**PROVIDED MATERIAL**.
|---|

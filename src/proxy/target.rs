//! Validation target, parsed from the test URL candidates must relay to

use crate::Result;
use anyhow::anyhow;
use once_cell::sync::Lazy;
use regex::Regex;

/// Matches `http(s)://host[:port][/path]`
static URL_REGEX: Lazy<Regex> = Lazy::new(|| {
    Regex::new(r"^(https?)://([^/:\s]+)(?::(\d{1,5}))?(/\S*)?$").expect("Invalid URL regex")
});

/// Port used for HTTPS CONNECT tunnels
const TLS_PORT: u16 = 443;

/// The external endpoint probes ask candidates to relay traffic to.
///
/// Probes never talk to this endpoint directly; it is only named inside
/// proxy requests (absolute URI for HTTP, authority for CONNECT and SOCKS).
#[derive(Debug, Clone, PartialEq, Eq)]
pub struct TestTarget {
    scheme: String,
    host: String,
    port: u16,
    path: String,
}

impl TestTarget {
    /// Parse a test URL. Only `http` and `https` schemes are accepted.
    pub fn parse(url: &str) -> Result<Self> {
        let caps = URL_REGEX
            .captures(url.trim())
            .ok_or_else(|| anyhow!("invalid test URL: {}", url))?;

        let scheme = caps[1].to_string();
        let host = caps[2].to_string();
        let default_port = if scheme == "https" { TLS_PORT } else { 80 };
        let port = match caps.get(3) {
            Some(m) => {
                let p: u32 = m.as_str().parse()?;
                if p == 0 || p > u16::MAX as u32 {
                    return Err(anyhow!("test URL port out of range: {}", p));
                }
                p as u16
            }
            None => default_port,
        };
        let path = caps
            .get(4)
            .map_or_else(|| "/".to_string(), |m| m.as_str().to_string());

        Ok(Self {
            scheme,
            host,
            port,
            path,
        })
    }

    pub fn host(&self) -> &str {
        &self.host
    }

    /// Port SOCKS tunnels dial on the target host
    pub fn port(&self) -> u16 {
        self.port
    }

    pub fn path(&self) -> &str {
        &self.path
    }

    /// `Host:` header value; omits default ports
    pub fn host_header(&self) -> String {
        let default_port = if self.scheme == "https" { TLS_PORT } else { 80 };
        if self.port == default_port {
            self.host.clone()
        } else {
            format!("{}:{}", self.host, self.port)
        }
    }

    /// Absolute URI for GET requests routed through an HTTP proxy
    pub fn absolute_uri(&self) -> String {
        format!("{}://{}{}", self.scheme, self.host_header(), self.path)
    }

    /// Authority for HTTP CONNECT tunnels, always on the TLS port
    pub fn connect_authority(&self) -> String {
        format!("{}:{}", self.host, TLS_PORT)
    }
}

|---|

**THE PROBLEM**.
Print, exactly as given, the lines from the one with "let default_port = if scheme" through the last line of the material above, and no others.

**RESULT FOR THIS EXERCISE**.
        let default_port = if scheme == "https" { TLS_PORT } else { 80 };
        let port = match caps.get(3) {
            Some(m) => {
                let p: u32 = m.as_str().parse()?;
                if p == 0 || p > u16::MAX as u32 {
                    return Err(anyhow!("test URL port out of range: {}", p));
                }
                p as u16
            }
            None => default_port,
        };
        let path = caps
            .get(4)
            .map_or_else(|| "/".to_string(), |m| m.as_str().to_string());

        Ok(Self {
            scheme,
            host,
            port,
            path,
        })
    }

    pub fn host(&self) -> &str {
        &self.host
    }

    /// Port SOCKS tunnels dial on the target host
    pub fn port(&self) -> u16 {
        self.port
    }

    pub fn path(&self) -> &str {
        &self.path
    }

    /// `Host:` header value; omits default ports
    pub fn host_header(&self) -> String {
        let default_port = if self.scheme == "https" { TLS_PORT } else { 80 };
        if self.port == default_port {
            self.host.clone()
        } else {
            format!("{}:{}", self.host, self.port)
        }
    }

    /// Absolute URI for GET requests routed through an HTTP proxy
    pub fn absolute_uri(&self) -> String {
        format!("{}://{}{}", self.scheme, self.host_header(), self.path)
    }

    /// Authority for HTTP CONNECT tunnels, always on the TLS port
    pub fn connect_authority(&self) -> String {
        format!("{}:{}", self.host, TLS_PORT)
    }
}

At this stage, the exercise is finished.